[Date Prev][Date Next][Thread Prev][Thread Next][Date Index][Thread Index]

[idn] compatibility chars in draft-ietf-idn-nameprep



I believe that all characters specified by the Unicode
standard as compatibility characters should be prohibited.
(But not all non-compatibility characters should be allowed.)

I argue below [search for "PROHIBITED"] that folding them either
in nameprep or in the DNS server produces bugs. They must be
prohibited outright.

Here are some reasons to prohibit or fold some types of
compatibility characters:

    1) Those that exist in order to preserve a code point
    in a round-trip mapping from a legacy character set
    through Unicode back to the legacy character set. As
    users exchanging domain names have no knowledge of legacy
    character sets, no such characters should be permitted.
    The vast majority of compatibility characters (including
    the fullwidth and halfwidth variants) are in this class.

    2) Font variants, such as the script-f or blackboard
    bold N. These are used for two distinct purposes (i)
    as font variants in text, e.g. in the photographic
    notation f/64, and (ii) as symbols, e.g. as the currency
    symbol for the Netherlands. (Mathematical uses can be
    considered a font variant.) Providing such font shifts
    is inconsistent with the plain text nature of DNS; the
    characters provided aren't enough to implement mathematical
    typesetting (at least in Unicode 2.x) and are there
    mostly to preserve round-trip mapping. Some current
    typesetting systems (e.g., classified ads containing email
    addresses) still can't handle these characters, and such systems
    may persist for years in countries which use the Roman script;
    in practice, domains would be incorrectly written in a plain
    font as most users would assume the plain and fancy
    characters to be equivalent.
    
    3) The compatibility characters in the ASCII range -
    tilde, underscore and back-quote - are all ones which
    any non-programmer would consider suspect.
  
    4) Ones which are simply duplicates for no good reason
    at all, such as the extra Greek mu at 0xb5. (My guess is
    that someone from a non-metricated country argued that
    a micro sign is not a mu. Do we really want to repeat
    all such arguments here?)

    5) Ligatures, such as the "ff" ligatures used in
    typesetting English using "Times Roman"-like fonts.
    These are not sufficient to typeset languages other
    than English or even English using some other font
    styles. As they cannot be represented faithfully
    in all media (in particular, on all GUI screens) and
    would cause confusion in handwritten notes, they
    should be prohibited.
    
    6) The small forms block from 0xfe50 to 0xfe6f.
    These are smaller versions of punctuation characters
    and would cause confusion even when typeset.
  
It is very easy to miss code points when compiling lists
of characters to be prohibited. Indeed, the draft misses the
small punctuation from 0xfe50 to 0xfe6f and the compatibility mu
at 0xb6. Unicode has been over this ground and done it well
IMO - about all I can find that they missed are the z-bars
at 0x1b5-6, and that's probably been fixed in 3.0. It took
them years and they knew what they were doing.

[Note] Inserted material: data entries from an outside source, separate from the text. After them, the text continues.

use serde::{Deserialize, Serialize};

use crate::bank_store::{DEFAULT_MAX_LOADED_BANKS, MAX_ROM_BANKS};

#[derive(Debug, Clone, Copy, PartialEq, Eq, Serialize, Deserialize, Default)]
#[serde(rename_all = "kebab-case")]
pub enum EmulationMode {
    #[default]
    Auto,
    Dmg,
    Cgb,
}

impl EmulationMode {
    /// Hardware model to run a cartridge with the given header flags on.
    pub fn resolve(self, cgb_capable: bool, sgb_capable: bool, border: BorderMode) -> GbMode {
        match self {
            Self::Cgb => GbMode::Cgb,
            Self::Auto if cgb_capable => GbMode::Cgb,
            _ if sgb_capable && border == BorderMode::Sgb => GbMode::Sgb,
            _ => GbMode::Gb,
        }
    }
}

/// Hardware model the machine is currently running as.
#[derive(Debug, Clone, Copy, PartialEq, Eq, Default)]
pub enum GbMode {
    #[default]
    Gb,
    Sgb,
    Cgb,
}

impl GbMode {
    pub fn is_cgb(self) -> bool {
        self == Self::Cgb
    }

    pub fn to_byte(self) -> u8 {
        match self {
            Self::Gb => 0,
            Self::Sgb => 1,
            Self::Cgb => 2,
        }
    }

    pub fn from_byte(b: u8) -> Option<Self> {
        match b {
            0 => Some(Self::Gb),
            1 => Some(Self::Sgb),
            2 => Some(Self::Cgb),
            _ => None,
        }
    }
}

/// When the renderer waits for the host's vertical blank.
#[derive(Debug, Clone, Copy, PartialEq, Eq, Serialize, Deserialize, Default)]
#[serde(rename_all = "kebab-case")]
pub enum InterruptWait {
    /// Always wait for the next vblank, even if one already passed.
    Always,
    /// Only wait when the emulator is ahead of the display.
    #[default]
    WhenBehind,
}

#[derive(Debug, Clone, Copy, PartialEq, Eq, Serialize, Deserialize, Default)]
#[serde(rename_all = "kebab-case")]
pub enum BorderMode {
    #[default]
    None,
    Sgb,
    Custom,
}

impl BorderMode {
    pub fn is_loaded(self) -> bool {
        !matches!(self, Self::None)
    }
}

#[derive(Debug, Clone, Serialize, Deserialize)]
#[serde(default, rename_all = "kebab-case")]
pub struct CoreConfig {
    pub max_loaded_banks: usize,
    pub autosave: bool,
    pub interrupt_wait: InterruptWait,
    pub fast_forward: bool,
    pub window_disabled: bool,
    pub hblank_disabled: bool,
    pub mode: EmulationMode,
    pub border: BorderMode,
}

impl Default for CoreConfig {
    fn default() -> Self {
        Self {
            max_loaded_banks: DEFAULT_MAX_LOADED_BANKS,
            autosave: true,
            interrupt_wait: InterruptWait::default(),
            fast_forward: false,
            window_disabled: false,
            hblank_disabled: false,
            mode: EmulationMode::default(),
            border: BorderMode::default(),
        }
    }
}

impl CoreConfig {
    /// Resident ROM bank pool size, clamped to what the bank store accepts.
    pub fn max_loaded_banks(&self) -> usize {
        self.max_loaded_banks.clamp(2, MAX_ROM_BANKS)
    }
}

#[cfg(test)]
mod tests {
    use super::*;

    #[test]
    fn bank_pool_size_is_clamped() {
        let mut cfg = CoreConfig::default();
        assert_eq!(cfg.max_loaded_banks(), 128);
        cfg.max_loaded_banks = 0;
        assert_eq!(cfg.max_loaded_banks(), 2);
        cfg.max_loaded_banks = 4096;
        assert_eq!(cfg.max_loaded_banks(), 512);
    }

    #[test]
    fn mode_resolution_prefers_color_hardware() {
        assert_eq!(EmulationMode::Auto.resolve(true, true, BorderMode::Sgb), GbMode::Cgb);
        assert_eq!(EmulationMode::Auto.resolve(false, true, BorderMode::Sgb), GbMode::Sgb);
        assert_eq!(EmulationMode::Auto.resolve(false, true, BorderMode::None), GbMode::Gb);
        assert_eq!(EmulationMode::Dmg.resolve(true, false, BorderMode::None), GbMode::Gb);
        assert_eq!(EmulationMode::Cgb.resolve(false, false, BorderMode::None), GbMode::Cgb);
    }
}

As a special case, the Korean Jamo syllables might be allowed,
otherwise the resulting UTF-8 strings would be very long. If
we are stuck with the 63-octet limit, then Korean may require
special processing. But this can be regarded simply as a
form of compression. It can be done algorithmically, as the
Hangul are arrangements of Jamo syllables which are made up
of letters.

Note that a user application that runs in a legacy character
set and accepts domain names as input can apply compatibility
decomposition to "fold" the characters - a native Unicode
one is unlikely to generate them from keyboard input anyway.

Now, WHY THEY SHOULD BE PROHIBITED, not just folded:

The DNS server *must not fold* compatibility characters, otherwise
software which is working in or converting from a legacy character
set would get inconsistent results. For example, a Japanese
application that does something with host names and writes
them to a file ought to see that a name containing a fullwidth
"A" *does not exist*, so that it doesn't write it to some
file which is then later read by other software. If that next piece
of software were a Unicode-native database, it would treat
the fullwidth "A" as a different character from the normal "A",
and a database lookup under the host's real name (containing
the normal "A") would not find it. (Normal Unicode string
comparison says the compatibility character is not equal to
its decomposition, but that canonical equivalents (e.g. a-umlaut
and <a,umlaut>) are equal to each other.) In a very real sense,
compatibility characters are second class characters - they
don't really exist, and should not be folded. The DNS server
must simply reject them (trivially, by them never being
in names which are created).

If the document is amended to say "all Unicode compatibility
characters are prohibited", the list of prohibited characters
is greatly shortened from what is currently in the document,
and may be reducible to a small stable set.